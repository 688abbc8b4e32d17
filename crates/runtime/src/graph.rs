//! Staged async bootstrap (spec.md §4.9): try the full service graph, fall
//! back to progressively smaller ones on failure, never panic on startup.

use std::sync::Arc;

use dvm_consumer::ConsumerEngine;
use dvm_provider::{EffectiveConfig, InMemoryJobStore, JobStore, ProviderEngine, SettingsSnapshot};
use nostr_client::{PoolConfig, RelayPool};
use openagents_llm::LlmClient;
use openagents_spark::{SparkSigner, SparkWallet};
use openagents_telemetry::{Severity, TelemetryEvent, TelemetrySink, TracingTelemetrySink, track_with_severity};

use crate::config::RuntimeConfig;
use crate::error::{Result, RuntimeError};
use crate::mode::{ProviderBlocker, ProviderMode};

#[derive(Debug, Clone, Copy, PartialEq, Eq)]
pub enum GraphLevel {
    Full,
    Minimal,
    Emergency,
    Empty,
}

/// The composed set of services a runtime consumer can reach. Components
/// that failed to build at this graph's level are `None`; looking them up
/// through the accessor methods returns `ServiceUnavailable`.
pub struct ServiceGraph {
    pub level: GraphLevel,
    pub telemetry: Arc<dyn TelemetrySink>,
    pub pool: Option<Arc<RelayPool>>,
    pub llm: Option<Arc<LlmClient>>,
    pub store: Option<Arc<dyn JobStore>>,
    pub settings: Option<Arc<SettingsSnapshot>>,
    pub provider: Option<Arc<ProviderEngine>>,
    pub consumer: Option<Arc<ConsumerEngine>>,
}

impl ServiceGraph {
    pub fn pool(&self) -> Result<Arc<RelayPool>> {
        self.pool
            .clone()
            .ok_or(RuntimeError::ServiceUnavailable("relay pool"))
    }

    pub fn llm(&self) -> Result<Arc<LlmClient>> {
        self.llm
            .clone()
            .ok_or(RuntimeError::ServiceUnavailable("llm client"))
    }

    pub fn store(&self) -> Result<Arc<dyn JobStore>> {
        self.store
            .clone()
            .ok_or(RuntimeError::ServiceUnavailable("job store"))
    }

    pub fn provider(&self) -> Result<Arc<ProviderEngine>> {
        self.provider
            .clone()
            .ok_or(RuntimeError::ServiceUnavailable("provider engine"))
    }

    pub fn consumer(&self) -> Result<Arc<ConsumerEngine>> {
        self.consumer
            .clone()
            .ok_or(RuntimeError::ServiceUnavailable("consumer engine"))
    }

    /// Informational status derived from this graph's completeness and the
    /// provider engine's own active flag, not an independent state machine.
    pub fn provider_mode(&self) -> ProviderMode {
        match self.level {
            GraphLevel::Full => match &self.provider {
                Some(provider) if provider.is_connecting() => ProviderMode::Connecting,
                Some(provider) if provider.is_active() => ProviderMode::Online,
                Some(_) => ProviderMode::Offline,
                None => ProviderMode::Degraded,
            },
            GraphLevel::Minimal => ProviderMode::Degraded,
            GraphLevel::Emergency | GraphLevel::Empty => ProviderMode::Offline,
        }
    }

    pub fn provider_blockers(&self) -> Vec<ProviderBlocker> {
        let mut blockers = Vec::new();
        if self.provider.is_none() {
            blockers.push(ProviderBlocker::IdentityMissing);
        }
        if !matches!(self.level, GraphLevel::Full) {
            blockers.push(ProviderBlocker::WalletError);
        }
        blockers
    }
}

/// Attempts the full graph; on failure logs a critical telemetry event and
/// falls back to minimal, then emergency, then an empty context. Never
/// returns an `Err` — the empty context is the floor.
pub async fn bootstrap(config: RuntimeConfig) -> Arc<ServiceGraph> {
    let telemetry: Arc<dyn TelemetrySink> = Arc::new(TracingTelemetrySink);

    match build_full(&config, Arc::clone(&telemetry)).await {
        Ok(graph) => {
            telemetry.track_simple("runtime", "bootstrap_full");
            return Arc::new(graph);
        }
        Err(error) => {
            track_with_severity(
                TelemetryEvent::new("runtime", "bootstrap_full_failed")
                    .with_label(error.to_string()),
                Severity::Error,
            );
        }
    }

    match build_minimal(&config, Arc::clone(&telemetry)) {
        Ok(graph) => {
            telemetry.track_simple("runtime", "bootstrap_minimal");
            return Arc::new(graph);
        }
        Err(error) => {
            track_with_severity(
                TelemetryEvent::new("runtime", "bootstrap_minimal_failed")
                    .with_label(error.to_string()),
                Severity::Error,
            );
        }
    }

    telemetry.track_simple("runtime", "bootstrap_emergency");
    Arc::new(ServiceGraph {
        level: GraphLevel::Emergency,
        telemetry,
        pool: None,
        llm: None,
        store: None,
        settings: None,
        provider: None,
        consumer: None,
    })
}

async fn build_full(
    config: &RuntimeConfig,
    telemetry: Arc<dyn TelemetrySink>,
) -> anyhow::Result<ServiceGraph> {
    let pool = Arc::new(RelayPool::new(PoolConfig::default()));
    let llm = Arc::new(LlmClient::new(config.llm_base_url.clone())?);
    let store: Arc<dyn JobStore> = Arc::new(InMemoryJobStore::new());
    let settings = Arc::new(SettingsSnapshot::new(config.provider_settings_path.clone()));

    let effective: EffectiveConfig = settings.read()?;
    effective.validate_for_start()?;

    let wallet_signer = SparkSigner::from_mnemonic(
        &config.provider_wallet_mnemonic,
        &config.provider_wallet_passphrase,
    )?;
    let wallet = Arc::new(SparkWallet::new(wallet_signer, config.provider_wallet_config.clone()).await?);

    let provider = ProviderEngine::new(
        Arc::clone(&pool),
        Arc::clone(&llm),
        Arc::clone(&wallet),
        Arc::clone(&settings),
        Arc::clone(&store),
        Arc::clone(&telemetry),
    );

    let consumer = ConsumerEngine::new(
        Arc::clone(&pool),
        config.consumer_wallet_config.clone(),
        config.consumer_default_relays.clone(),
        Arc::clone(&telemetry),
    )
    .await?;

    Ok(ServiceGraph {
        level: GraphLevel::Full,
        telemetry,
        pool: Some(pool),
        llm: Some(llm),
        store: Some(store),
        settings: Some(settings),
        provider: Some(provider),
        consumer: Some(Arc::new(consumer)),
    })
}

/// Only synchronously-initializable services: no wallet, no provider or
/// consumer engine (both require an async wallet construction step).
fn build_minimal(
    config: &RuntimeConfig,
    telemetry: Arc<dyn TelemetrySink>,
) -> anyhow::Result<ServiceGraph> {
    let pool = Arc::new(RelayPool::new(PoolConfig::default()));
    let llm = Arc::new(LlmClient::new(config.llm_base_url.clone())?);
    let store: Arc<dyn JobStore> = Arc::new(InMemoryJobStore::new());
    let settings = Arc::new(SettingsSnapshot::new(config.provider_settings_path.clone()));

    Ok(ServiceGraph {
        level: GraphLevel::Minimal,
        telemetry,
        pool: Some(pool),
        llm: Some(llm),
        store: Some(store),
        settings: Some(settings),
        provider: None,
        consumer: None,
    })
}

━━━━━━

WHAT IS NEEDED:
For every entry in the records above, write an exact copy.

OUTPUT:
repository 688abbc8b4e32d17
filename crates/runtime/src/graph.rs
//! Staged async bootstrap (spec.md §4.9): try the full service graph, fall
//! back to progressively smaller ones on failure, never panic on startup.

use std::sync::Arc;

use dvm_consumer::ConsumerEngine;
use dvm_provider::{EffectiveConfig, InMemoryJobStore, JobStore, ProviderEngine, SettingsSnapshot};
use nostr_client::{PoolConfig, RelayPool};
use openagents_llm::LlmClient;
use openagents_spark::{SparkSigner, SparkWallet};
use openagents_telemetry::{Severity, TelemetryEvent, TelemetrySink, TracingTelemetrySink, track_with_severity};

use crate::config::RuntimeConfig;
use crate::error::{Result, RuntimeError};
use crate::mode::{ProviderBlocker, ProviderMode};

#[derive(Debug, Clone, Copy, PartialEq, Eq)]
pub enum GraphLevel {
    Full,
    Minimal,
    Emergency,
    Empty,
}

/// The composed set of services a runtime consumer can reach. Components
/// that failed to build at this graph's level are `None`; looking them up
/// through the accessor methods returns `ServiceUnavailable`.
pub struct ServiceGraph {
    pub level: GraphLevel,
    pub telemetry: Arc<dyn TelemetrySink>,
    pub pool: Option<Arc<RelayPool>>,
    pub llm: Option<Arc<LlmClient>>,
    pub store: Option<Arc<dyn JobStore>>,
    pub settings: Option<Arc<SettingsSnapshot>>,
    pub provider: Option<Arc<ProviderEngine>>,
    pub consumer: Option<Arc<ConsumerEngine>>,
}

impl ServiceGraph {
    pub fn pool(&self) -> Result<Arc<RelayPool>> {
        self.pool
            .clone()
            .ok_or(RuntimeError::ServiceUnavailable("relay pool"))
    }

    pub fn llm(&self) -> Result<Arc<LlmClient>> {
        self.llm
            .clone()
            .ok_or(RuntimeError::ServiceUnavailable("llm client"))
    }

    pub fn store(&self) -> Result<Arc<dyn JobStore>> {
        self.store
            .clone()
            .ok_or(RuntimeError::ServiceUnavailable("job store"))
    }

    pub fn provider(&self) -> Result<Arc<ProviderEngine>> {
        self.provider
            .clone()
            .ok_or(RuntimeError::ServiceUnavailable("provider engine"))
    }

    pub fn consumer(&self) -> Result<Arc<ConsumerEngine>> {
        self.consumer
            .clone()
            .ok_or(RuntimeError::ServiceUnavailable("consumer engine"))
    }

    /// Informational status derived from this graph's completeness and the
    /// provider engine's own active flag, not an independent state machine.
    pub fn provider_mode(&self) -> ProviderMode {
        match self.level {
            GraphLevel::Full => match &self.provider {
                Some(provider) if provider.is_connecting() => ProviderMode::Connecting,
                Some(provider) if provider.is_active() => ProviderMode::Online,
                Some(_) => ProviderMode::Offline,
                None => ProviderMode::Degraded,
            },
            GraphLevel::Minimal => ProviderMode::Degraded,
            GraphLevel::Emergency | GraphLevel::Empty => ProviderMode::Offline,
        }
    }

    pub fn provider_blockers(&self) -> Vec<ProviderBlocker> {
        let mut blockers = Vec::new();
        if self.provider.is_none() {
            blockers.push(ProviderBlocker::IdentityMissing);
        }
        if !matches!(self.level, GraphLevel::Full) {
            blockers.push(ProviderBlocker::WalletError);
        }
        blockers
    }
}

/// Attempts the full graph; on failure logs a critical telemetry event and
/// falls back to minimal, then emergency, then an empty context. Never
/// returns an `Err` — the empty context is the floor.
pub async fn bootstrap(config: RuntimeConfig) -> Arc<ServiceGraph> {
    let telemetry: Arc<dyn TelemetrySink> = Arc::new(TracingTelemetrySink);

    match build_full(&config, Arc::clone(&telemetry)).await {
        Ok(graph) => {
            telemetry.track_simple("runtime", "bootstrap_full");
            return Arc::new(graph);
        }
        Err(error) => {
            track_with_severity(
                TelemetryEvent::new("runtime", "bootstrap_full_failed")
                    .with_label(error.to_string()),
                Severity::Error,
            );
        }
    }

    match build_minimal(&config, Arc::clone(&telemetry)) {
        Ok(graph) => {
            telemetry.track_simple("runtime", "bootstrap_minimal");
            return Arc::new(graph);
        }
        Err(error) => {
            track_with_severity(
                TelemetryEvent::new("runtime", "bootstrap_minimal_failed")
                    .with_label(error.to_string()),
                Severity::Error,
            );
        }
    }

    telemetry.track_simple("runtime", "bootstrap_emergency");
    Arc::new(ServiceGraph {
        level: GraphLevel::Emergency,
        telemetry,
        pool: None,
        llm: None,
        store: None,
        settings: None,
        provider: None,
        consumer: None,
    })
}

async fn build_full(
    config: &RuntimeConfig,
    telemetry: Arc<dyn TelemetrySink>,
) -> anyhow::Result<ServiceGraph> {
    let pool = Arc::new(RelayPool::new(PoolConfig::default()));
    let llm = Arc::new(LlmClient::new(config.llm_base_url.clone())?);
    let store: Arc<dyn JobStore> = Arc::new(InMemoryJobStore::new());
    let settings = Arc::new(SettingsSnapshot::new(config.provider_settings_path.clone()));

    let effective: EffectiveConfig = settings.read()?;
    effective.validate_for_start()?;

    let wallet_signer = SparkSigner::from_mnemonic(
        &config.provider_wallet_mnemonic,
        &config.provider_wallet_passphrase,
    )?;
    let wallet = Arc::new(SparkWallet::new(wallet_signer, config.provider_wallet_config.clone()).await?);

    let provider = ProviderEngine::new(
        Arc::clone(&pool),
        Arc::clone(&llm),
        Arc::clone(&wallet),
        Arc::clone(&settings),
        Arc::clone(&store),
        Arc::clone(&telemetry),
    );

    let consumer = ConsumerEngine::new(
        Arc::clone(&pool),
        config.consumer_wallet_config.clone(),
        config.consumer_default_relays.clone(),
        Arc::clone(&telemetry),
    )
    .await?;

    Ok(ServiceGraph {
        level: GraphLevel::Full,
        telemetry,
        pool: Some(pool),
        llm: Some(llm),
        store: Some(store),
        settings: Some(settings),
        provider: Some(provider),
        consumer: Some(Arc::new(consumer)),
    })
}

/// Only synchronously-initializable services: no wallet, no provider or
/// consumer engine (both require an async wallet construction step).
fn build_minimal(
    config: &RuntimeConfig,
    telemetry: Arc<dyn TelemetrySink>,
) -> anyhow::Result<ServiceGraph> {
    let pool = Arc::new(RelayPool::new(PoolConfig::default()));
    let llm = Arc::new(LlmClient::new(config.llm_base_url.clone())?);
    let store: Arc<dyn JobStore> = Arc::new(InMemoryJobStore::new());
    let settings = Arc::new(SettingsSnapshot::new(config.provider_settings_path.clone()));

    Ok(ServiceGraph {
        level: GraphLevel::Minimal,
        telemetry,
        pool: Some(pool),
        llm: Some(llm),
        store: Some(store),
        settings: Some(settings),
        provider: None,
        consumer: None,
    })
}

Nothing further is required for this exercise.